> Task directions
In the entries below, find the line containing "destination push pair." and the line containing "Some(channel) => plan.entries.push(PushEntry". Copy those two lines and everything between them exactly, and only that.

** Opening Record set block **

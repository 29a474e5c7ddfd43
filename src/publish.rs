//! Publishing: push eligibility, channel re-tagging, multi-arch manifests.
//!
//! The plan is computed as a pure value first and executed second, so
//! dry-run can print exactly what a real run would do without touching the
//! backend. Images with a `-dirty` tag are excluded from the plan unless
//! force is set or a channel re-tag applies; channel tags are unversioned by
//! design, so dirty state is irrelevant to them.

use anyhow::{bail, Result};

use crate::build::ImageRecord;
use crate::build::assemble::DEFAULT_NAMESPACE;
use crate::docker::Docker;
use crate::registry::BuildMode;

/// Mutable, non-version-pinned channel tags.
#[derive(Debug, Clone, Copy, PartialEq, Eq)]
pub enum Channel {
    /// Tracks released versions; only selectable with an explicit `v` tag.
    Latest,
    /// Work in progress; conflicts with explicit tags.
    Wip,
}

impl Channel {
    pub fn as_str(&self) -> &'static str {
        match self {
            Channel::Latest => "latest",
            Channel::Wip => "wip",
        }
    }
}

/// Validate the channel flag combination before any build starts.
///
/// `--latest` requires an explicit version tag (leading `v`); `--wip`
/// conflicts with both an explicit tag and `--latest`.
pub fn validate_flags(tag: Option<&str>, latest: bool, wip: bool) -> Result<Option<Channel>> {
    if wip && (tag.is_some() || latest) {
        bail!("--wip cannot be combined with --tag or --latest");
    }
    if latest {
        match tag {
            Some(t) if t.starts_with('v') => {}
            _ => bail!("--latest requires an explicit version tag (e.g. --tag v1.2.0)"),
        }
    }
    Ok(match (latest, wip) {
        (true, _) => Some(Channel::Latest),
        (_, true) => Some(Channel::Wip),
        _ => None,
    })
}

/// One source -> destination push pair.
#[derive(Debug, Clone, PartialEq, Eq)]
pub struct PushEntry {
    pub source: String,
    pub target: String,
}

/// Ordered list of pushes for this run.
#[derive(Debug, Default)]
pub struct PushPlan {
    pub entries: Vec<PushEntry>,
    /// Images excluded because their tag is dirty and no force/channel
    /// override applies.
    pub skipped_dirty: Vec<String>,
}

/// Re-tag an image name onto a channel, preserving the `-debug` suffix.
pub fn channel_target(name: &str, channel: Channel) -> String {
    let (base, tag) = name.rsplit_once(':').unwrap_or((name, ""));
    let channel_tag = if tag.ends_with("-debug") {
        format!("{}-debug", channel.as_str())
    } else {
        channel.as_str().to_string()
    };
    format!("{}:{}", base, channel_tag)
}

fn is_dirty(name: &str) -> bool {
    name.contains("-dirty")
}

/// Compute the push plan for the run's records.
pub fn plan_push(records: &[ImageRecord], force: bool) -> PushPlan {
    let mut plan = PushPlan::default();

    for record in records {
        match record.channel {
            // Channel destinations are clean names by construction; dirty
            // sources may feed them.
            Some(channel) => plan.entries.push(PushEntry {
                source: record.name.clone(),
                target: channel_target(&record.name, channel),
            }),
            None if !is_dirty(&record.name) || force => plan.entries.push(PushEntry {
                source: record.name.clone(),
                target: record.name.clone(),
            }),
            None => plan.skipped_dirty.push(record.name.clone()),
        }
    }

    plan
}

/// Refuse to push a dirty-tagged reference unless forced.
fn ensure_pushable(target: &str, force: bool) -> Result<()> {
    if is_dirty(target) && !force {
        bail!(
            "refusing to push dirty tag: {}\n\
             Commit your changes first, or pass --force.",
            target
        );
    }
    Ok(())
}

/// Execute (or, in dry-run, display) the push plan.
///
/// Returns the pushed (or would-be-pushed) references. In dry-run mode no
/// tag or push call reaches the backend.
pub fn execute(docker: &Docker, plan: &PushPlan, dry_run: bool, force: bool) -> Result<Vec<String>> {
    println!("\n=== {} ===", if dry_run { "Dry run - would push" } else { "Pushing images" });

    for skipped in &plan.skipped_dirty {
        println!("  [SKIP] {} (dirty tag, no --force)", skipped);
    }

    let mut pushed = Vec::new();
    for entry in &plan.entries {
        if dry_run {
            println!("  {} -> {}", entry.source, entry.target);
            pushed.push(entry.target.clone());
            continue;
        }

        if entry.source != entry.target {
            docker.tag(&entry.source, &entry.target)?;
        }
        // Channel targets carry clean names, so force is implied for them.
        ensure_pushable(&entry.target, force)?;
        docker.push(&entry.target)?;
        println!("  [OK] {}", entry.target);
        pushed.push(entry.target.clone());
    }

    println!(
        "\nTotal: {} images {}",
        pushed.len(),
        if dry_run { "would be pushed" } else { "pushed" }
    );
    Ok(pushed)
}

/// One multi-arch manifest merge.
#[derive(Debug, Clone, PartialEq, Eq)]
pub struct ManifestMerge {
    pub manifest: String,
    pub images: Vec<String>,
}

/// Plan multi-arch manifests: for each (app, mode) pair, merge every pushed
/// per-platform image sharing the channel tag.
pub fn plan_manifests(
    pushed: &[String],
    apps: &[&str],
    modes: &[BuildMode],
    channel: Channel,
    registry: Option<&str>,
) -> Vec<ManifestMerge> {
    let mut merges = Vec::new();

    for app in apps {
        for mode in modes {
            let tag = match mode {
                BuildMode::Debug => format!("{}-debug", channel.as_str()),
                BuildMode::Release => channel.as_str().to_string(),
            };
            let suffix = format!(":{}", tag);
            let infix = format!("/{}/", app);

            let images: Vec<String> = pushed
                .iter()
                .filter(|img| img.contains(&infix) && img.ends_with(&suffix))
                .cloned()
                .collect();

            if !images.is_empty() {
                merges.push(ManifestMerge {
                    manifest: format!("{}/{}:{}", registry.unwrap_or(DEFAULT_NAMESPACE), app, tag),
                    images,
                });
            }
        }
    }

    merges
}

/// Execute (or display) the planned manifest merges. Merging is skipped
/// entirely in dry-run mode; the plan is only printed.
pub fn execute_manifests(docker: &Docker, merges: &[ManifestMerge], dry_run: bool) -> Result<()> {
    if merges.is_empty() {
        return Ok(());
    }

    println!(
        "\n=== {} ===",
        if dry_run { "Dry run - would merge manifests" } else { "Creating multiarch manifests" }
    );

    for merge in merges {
        if dry_run {
            println!("  {} <- {}", merge.manifest, merge.images.join(", "));
            continue;
        }
        docker.imagetools_create(&merge.manifest, &merge.images)?;
        println!("  [OK] {}", merge.manifest);
    }

    Ok(())
}

#[cfg(test)]
mod tests {
    use super::*;

    fn record(name: &str, channel: Option<Channel>) -> ImageRecord {
        ImageRecord {
            name: name.to_string(),
            app: "client".to_string(),
            platform: "aarch64-unknown-linux-gnu".to_string(),
            mode: BuildMode::Release,
            channel,
            lib_size: 0,
        }
    }

    #[test]
    fn test_latest_requires_version_tag() {
        assert!(validate_flags(None, true, false).is_err());
        assert!(validate_flags(Some("abc1234"), true, false).is_err());
        assert_eq!(
            validate_flags(Some("v1.2.0"), true, false).unwrap(),
            Some(Channel::Latest)
        );
    }

    #[test]
    fn test_wip_conflicts() {
        assert!(validate_flags(Some("v1.2.0"), false, true).is_err());
        assert!(validate_flags(None, true, true).is_err());
        assert_eq!(validate_flags(None, false, true).unwrap(), Some(Channel::Wip));
    }

    #[test]
    fn test_no_channel() {
        assert_eq!(validate_flags(Some("v1.2.0"), false, false).unwrap(), None);
    }

    #[test]
    fn test_channel_target_preserves_debug() {
        assert_eq!(
            channel_target("forge/client/t:abc1234-dirty-debug", Channel::Wip),
            "forge/client/t:wip-debug"
        );
        assert_eq!(
            channel_target("forge/client/t:v1.2.0", Channel::Latest),
            "forge/client/t:latest"
        );
    }

    #[test]
    fn test_plan_excludes_dirty_without_force() {
        let records = [
            record("forge/client/a:abc1234", None),
            record("forge/client/b:abc1234-dirty", None),
        ];
        let plan = plan_push(&records, false);
        assert_eq!(plan.entries.len(), 1);
        assert_eq!(plan.entries[0].source, "forge/client/a:abc1234");
        assert_eq!(plan.skipped_dirty, vec!["forge/client/b:abc1234-dirty"]);
    }

    #[test]
    fn test_plan_force_includes_dirty() {
        let records = [record("forge/client/b:abc1234-dirty", None)];
        let plan = plan_push(&records, true);
        assert_eq!(plan.entries.len(), 1);
        assert_eq!(plan.entries[0].target, "forge/client/b:abc1234-dirty");
    }

    #[test]
    fn test_plan_channel_retags_dirty_to_clean() {
        let records = [record("forge/client/b:abc1234-dirty", Some(Channel::Wip))];
        let plan = plan_push(&records, false);
        assert_eq!(plan.entries.len(), 1);
        assert_eq!(plan.entries[0].target, "forge/client/b:wip");
        assert!(plan.skipped_dirty.is_empty());
    }

    #[test]
    fn test_dry_run_issues_no_backend_calls() {
        // A plan against an unreachable backend: execute in dry-run must
        // succeed because it never invokes docker.
        let records = [record("forge/client/a:abc1234", None)];
        let plan = plan_push(&records, false);
        let docker = Docker::new(false);
        let pushed = execute(&docker, &plan, true, false).unwrap();
        assert_eq!(pushed, vec!["forge/client/a:abc1234"]);
    }

    #[test]
    fn test_plan_manifests_groups_by_app_and_mode() {
        let pushed = vec![
            "ghcr.io/forgeproject/client/aarch64-unknown-linux-gnu:wip".to_string(),
            "ghcr.io/forgeproject/client/armv6-unknown-linux-gnueabihf:wip".to_string(),
            "ghcr.io/forgeproject/relay/aarch64-unknown-linux-gnu:wip-debug".to_string(),
        ];
        let merges = plan_manifests(
            &pushed,
            &["client", "relay"],
            &[BuildMode::Release, BuildMode::Debug],
            Channel::Wip,
            Some("ghcr.io/forgeproject"),
        );

        assert_eq!(merges.len(), 2);
        assert_eq!(merges[0].manifest, "ghcr.io/forgeproject/client:wip");
        assert_eq!(merges[0].images.len(), 2);
        assert_eq!(merges[1].manifest, "ghcr.io/forgeproject/relay:wip-debug");
    }
}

** Closing Record set block **

> Task result
/// One source -> destination push pair.
#[derive(Debug, Clone, PartialEq, Eq)]
pub struct PushEntry {
    pub source: String,
    pub target: String,
}

/// Ordered list of pushes for this run.
#[derive(Debug, Default)]
pub struct PushPlan {
    pub entries: Vec<PushEntry>,
    /// Images excluded because their tag is dirty and no force/channel
    /// override applies.
    pub skipped_dirty: Vec<String>,
}

/// Re-tag an image name onto a channel, preserving the `-debug` suffix.
pub fn channel_target(name: &str, channel: Channel) -> String {
    let (base, tag) = name.rsplit_once(':').unwrap_or((name, ""));
    let channel_tag = if tag.ends_with("-debug") {
        format!("{}-debug", channel.as_str())
    } else {
        channel.as_str().to_string()
    };
    format!("{}:{}", base, channel_tag)
}

fn is_dirty(name: &str) -> bool {
    name.contains("-dirty")
}

/// Compute the push plan for the run's records.
pub fn plan_push(records: &[ImageRecord], force: bool) -> PushPlan {
    let mut plan = PushPlan::default();

    for record in records {
        match record.channel {
            // Channel destinations are clean names by construction; dirty
            // sources may feed them.
            Some(channel) => plan.entries.push(PushEntry {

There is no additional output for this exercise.